Il Giappone, dal canto suo, ha attuato programmi di incentivazione per incoraggiare le aziende a delocalizzare la produzione dalla Cina verso il territorio nazionale o altri Paesi del Sud-est asiatico, attraverso sussidi diretti. Le politiche messe in atto dal governo giapponese hanno avuto un impatto significativo, accelerando il processo di diversificazione delle catene di fornitura giapponesi.

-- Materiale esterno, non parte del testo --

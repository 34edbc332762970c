//! Split engine: cut a face along the chord joining the midpoints of two of its edges.
//!
//! Naming below: `s` is the resolved half-edge of the first edge, `e` of the
//! second, both on the face being split. Before the split the face cycle reads
//! `… → s → … → e → …`; afterwards
//!
//! ```text
//! split face: … → s → chord → e → …
//! new face:   rem_s → … → rem_e → chord_twin → rem_s
//! ```
//!
//! where `s` keeps its start and now ends at `mid(s)`, `rem_s` runs on to the
//! old end of `s`, `e` keeps its end and now starts at `mid(e)`, and `rem_e`
//! runs from the old start of `e`. Twins on neighboring faces are subdivided in
//! mirror fashion so twin links stay mutual.

use crate::geom2::Point2;

use super::error::SplitError;
use super::types::{Dcel, Edge, EdgeId, Face, FaceId, HalfEdge, HalfEdgeId, VertexId};

/// Ids created or touched by one successful split.
#[derive(Clone, Copy, Debug, PartialEq, Eq)]
pub struct SplitOutcome {
    /// Face that was cut; keeps its id and now references `chord_half_edges[0]`.
    pub split_face: FaceId,
    /// Face bounded by the chord twin.
    pub new_face: FaceId,
    /// Midpoints of the first and second edge.
    pub midpoints: [VertexId; 2],
    pub chord: EdgeId,
    /// Remainders of the first and second edge, on the new face.
    pub remainders: [EdgeId; 2],
    /// Chord half-edge on the split face, then its twin on the new face.
    pub chord_half_edges: [HalfEdgeId; 2],
    /// Whether the two resolved half-edges were consecutive on the split face.
    pub adjacent: bool,
}

impl Dcel {
    /// Pick the half-edges of `a` and `b` that bound a common face.
    ///
    /// Combinations are tried in order (a, b), (twin a, b), (a, twin b),
    /// (twin a, twin b); the first whose faces agree wins.
    pub fn resolve_split(
        &self,
        a: EdgeId,
        b: EdgeId,
    ) -> Result<(HalfEdgeId, HalfEdgeId), SplitError> {
        let edges = self.num_edges();
        let ha = self
            .primary_half_edge(a)
            .ok_or(SplitError::UnknownEdge { edge: a, edges })?;
        let hb = self
            .primary_half_edge(b)
            .ok_or(SplitError::UnknownEdge { edge: b, edges })?;
        if a == b {
            return Err(SplitError::SameEdge { edge: a });
        }
        let ta = self.half_edge(ha).twin;
        let tb = self.half_edge(hb).twin;
        [
            Some((ha, hb)),
            ta.map(|t| (t, hb)),
            tb.map(|t| (ha, t)),
            ta.zip(tb),
        ]
        .into_iter()
        .flatten()
        .find(|&(x, y)| self.half_edge(x).face == self.half_edge(y).face)
        .ok_or(SplitError::NoCommonFace { a, b })
    }

    /// Split the face bounded by edges `a` and `b` along the chord between their midpoints.
    ///
    /// Adds 2 vertices, 3 edges (chord, remainder of `a`, remainder of `b`, in that id
    /// order), 1 face, and 4 half-edges plus one per resolved half-edge with a twin.
    /// On error nothing is modified.
    pub fn split(&mut self, a: EdgeId, b: EdgeId) -> Result<SplitOutcome, SplitError> {
        let (s, e) = self.resolve_split(a, b)?;
        let face = self.half_edge(s).face;
        let adjacent = self.half_edge(s).next == e;

        let (p_s, p_e) = (self.segment(s).midpoint(), self.segment(e).midpoint());
        let mid_s = self.push_vertex(p_s);
        let mid_e = self.push_vertex(p_e);
        let chord_edge = EdgeId(self.edges.len());
        let rem_s_edge = EdgeId(chord_edge.0 + 1);
        let rem_e_edge = EdgeId(chord_edge.0 + 2);
        let new_face = FaceId(self.faces.len());

        let rem_s = self.subdivide_keep_start(s, mid_s, rem_s_edge);
        let rem_e = self.subdivide_keep_end(e, mid_e, rem_e_edge);
        debug_assert!(!adjacent || self.half_edge(rem_s).next == rem_e);

        let chord = HalfEdgeId(self.half_edges.len());
        let chord_twin = HalfEdgeId(chord.0 + 1);
        self.half_edges.push(HalfEdge {
            start: mid_s,
            end: mid_e,
            face,
            edge: chord_edge,
            next: e,
            prev: s,
            twin: Some(chord_twin),
        });
        self.half_edges.push(HalfEdge {
            start: mid_e,
            end: mid_s,
            face: new_face,
            edge: chord_edge,
            next: rem_s,
            prev: rem_e,
            twin: Some(chord),
        });
        self.half_edge_mut(s).next = chord;
        self.half_edge_mut(e).prev = chord;
        self.half_edge_mut(rem_e).next = chord_twin;
        self.half_edge_mut(rem_s).prev = chord_twin;

        for half_edge in [chord, rem_s, rem_e] {
            self.edges.push(Edge { half_edge });
        }
        self.faces[face.0].half_edge = chord;
        self.faces.push(Face {
            half_edge: chord_twin,
        });
        self.assign_face(chord, face);
        self.assign_face(chord_twin, new_face);

        tracing::debug!(
            a = a.0,
            b = b.0,
            face = face.0,
            new_face = new_face.0,
            adjacent,
            "split face"
        );

        Ok(SplitOutcome {
            split_face: face,
            new_face,
            midpoints: [mid_s, mid_e],
            chord: chord_edge,
            remainders: [rem_s_edge, rem_e_edge],
            chord_half_edges: [chord, chord_twin],
            adjacent,
        })
    }

    /// Apply split requests in order. A rejected request is reported in place and
    /// does not stop the ones after it.
    pub fn split_all<I>(&mut self, requests: I) -> Vec<Result<SplitOutcome, SplitError>>
    where
        I: IntoIterator<Item = (EdgeId, EdgeId)>,
    {
        requests
            .into_iter()
            .map(|(a, b)| self.split(a, b))
            .collect()
    }

    fn push_vertex(&mut self, p: Point2) -> VertexId {
        self.vertices.push(p);
        VertexId(self.vertices.len() - 1)
    }

    fn push_half_edge(&mut self, h: HalfEdge) -> HalfEdgeId {
        self.half_edges.push(h);
        HalfEdgeId(self.half_edges.len() - 1)
    }

    /// `h: A → B` becomes `A → m`; returns the new `m → B` linked after it.
    /// A twin `B → A` becomes `m → A` behind a new `B → m`.
    fn subdivide_keep_start(&mut self, h: HalfEdgeId, m: VertexId, edge: EdgeId) -> HalfEdgeId {
        let old = *self.half_edge(h);
        let rem = self.push_half_edge(HalfEdge {
            start: m,
            end: old.end,
            face: old.face,
            edge,
            next: old.next,
            prev: h,
            twin: None,
        });
        self.half_edge_mut(old.next).prev = rem;
        let cur = self.half_edge_mut(h);
        cur.end = m;
        cur.next = rem;

        if let Some(t) = old.twin {
            let twin = *self.half_edge(t);
            let twin_rem = self.push_half_edge(HalfEdge {
                start: twin.start,
                end: m,
                face: twin.face,
                edge,
                next: t,
                prev: twin.prev,
                twin: Some(rem),
            });
            self.half_edge_mut(twin.prev).next = twin_rem;
            let cur = self.half_edge_mut(t);
            cur.start = m;
            cur.prev = twin_rem;
            self.half_edge_mut(rem).twin = Some(twin_rem);
            self.faces[twin.face.0].half_edge = t;
        }
        rem
    }

    /// `h: A → B` becomes `m → B`; returns the new `A → m` linked before it.
    /// A twin `B → A` becomes `B → m` ahead of a new `m → A`.
    fn subdivide_keep_end(&mut self, h: HalfEdgeId, m: VertexId, edge: EdgeId) -> HalfEdgeId {
        let old = *self.half_edge(h);
        let rem = self.push_half_edge(HalfEdge {
            start: old.start,
            end: m,
            face: old.face,
            edge,
            next: h,
            prev: old.prev,
            twin: None,
        });
        self.half_edge_mut(old.prev).next = rem;
        let cur = self.half_edge_mut(h);
        cur.start = m;
        cur.prev = rem;

        if let Some(t) = old.twin {
            let twin = *self.half_edge(t);
            let twin_rem = self.push_half_edge(HalfEdge {
                start: m,
                end: twin.end,
                face: twin.face,
                edge,
                next: twin.next,
                prev: t,
                twin: Some(rem),
            });
            self.half_edge_mut(twin.next).prev = twin_rem;
            let cur = self.half_edge_mut(t);
            cur.end = m;
            cur.next = twin_rem;
            self.half_edge_mut(rem).twin = Some(twin_rem);
            self.faces[twin.face.0].half_edge = t;
        }
        rem
    }

    /// Stamp `face` on the cycle through `start`; stops on returning to `start` itself.
    fn assign_face(&mut self, start: HalfEdgeId, face: FaceId) {
        let mut h = start;
        loop {
            let cur = self.half_edge_mut(h);
            cur.face = face;
            h = cur.next;
            if h == start {
                break;
            }
        }
    }
}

L’Unione Europea, invece, si è mossa più lentamente e con meno incisività. Sebbene la Commissione abbia introdotto il Critical Raw Materials Act e il Net Zero Industry Act per incentivare la produzione interna di tecnologie pulite e ridurre la dipendenza esterna, queste misure rimangono spesso prive di vincoli obbligatori, limitandone l’efficacia. Al contrario, l’approccio europeo si è concentrato su una riduzione dei rischi associati alla dipendenza economica dalla Cina, senza interrompere completamente i rapporti commerciali o diplomatici, più che su un disaccoppiamento, una strategia più drastica che mira a separare completamente le economie o le catene produttive dei due Paesi, lasciando, così, ampi margini per il mantenimento delle relazioni commerciali con la Cina.

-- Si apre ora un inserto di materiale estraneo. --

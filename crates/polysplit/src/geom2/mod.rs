//! 2D geometry primitives for the subdivision.
//!
//! Purpose
//! - Point type, tolerances and the half-plane side test that the locator
//!   conjoins over a face boundary.
//! - Small ring utilities (signed area, winding) and a reproducible sampler
//!   of convex rings for tests and benches.
//!
//! Conventions
//! - y points up; "clockwise" is read in that frame.
//! - The half-plane predicate's interior is the right-hand side of a directed
//!   segment (see `halfplane`).

mod halfplane;
pub mod rand;
mod types;
mod util;

pub use halfplane::{inside_all, is_of_half_plane};
pub use types::{GeomCfg, Point2, Segment2, Winding};
pub use util::{signed_area, vertex_centroid, winding_of};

Le implicazioni geopolitiche e strategiche
Questa crescente dipendenza europea dalla Cina solleva interrogativi di natura geopolitica. Se da un lato la collaborazione con Pechino è cruciale per il raggiungimento degli obiettivi climatici globali, dall’altro rafforza una vulnerabilità strutturale dell’Europa nei confronti di un partner commerciale il cui sistema politico-economico è spesso in contrasto con i principi democratici europei. La dipendenza da fornitori cinesi di tecnologie strategiche, come le batterie e i pannelli solari, pone l’Europa in una posizione di svantaggio negoziale, specialmente in un contesto di crescente tensione tra Cina e Stati Uniti.
Inoltre, la concentrazione delle importazioni in settori critici, come i composti chimici e i dispositivi elettronici, rischia di esporre l’Europa a interruzioni delle catene di approvvigionamento, come già evidenziato durante la pandemia di Covid-19. La diversificazione delle fonti di approvvigionamento non è solo una questione economica, ma una necessità strategica per garantire la resilienza e la sicurezza delle economie europee.
L’Unione Europea si trova, così, a un bivio. Da un lato, deve accelerare la transizione verde, il che richiede un accesso continuo alle tecnologie cinesi. Dall’altro, è essenziale adottare misure più incisive per ridurre la dipendenza da un unico partner commerciale, diversificando le catene di approvvigionamento e rafforzando la produzione interna.
Le recenti iniziative per promuovere il “friendshoring,” ovvero il trasferimento delle catene di fornitura verso Paesi partner affidabili, sono un passo nella direzione di una maggiore capacità di resistere agli shock globali. Tuttavia, è necessario un impegno maggiore da parte dei governi europei per implementare politiche che incentivino la produzione locale e l’innovazione tecnologica. Solo attraverso una combinazione di incentivi economici, politiche industriali mirate e cooperazione internazionale, l’Europa potrà garantire la propria autonomia strategica senza compromettere gli obiettivi climatici.
L’Europa ha ancora tempo per ridefinire il proprio rapporto con la Cina, ma le decisioni prese oggi determineranno il futuro del continente in un mondo sempre più interconnesso e competitivo. Riuscirà l’Unione Europea a trovare un equilibrio tra interdipendenza e resilienza?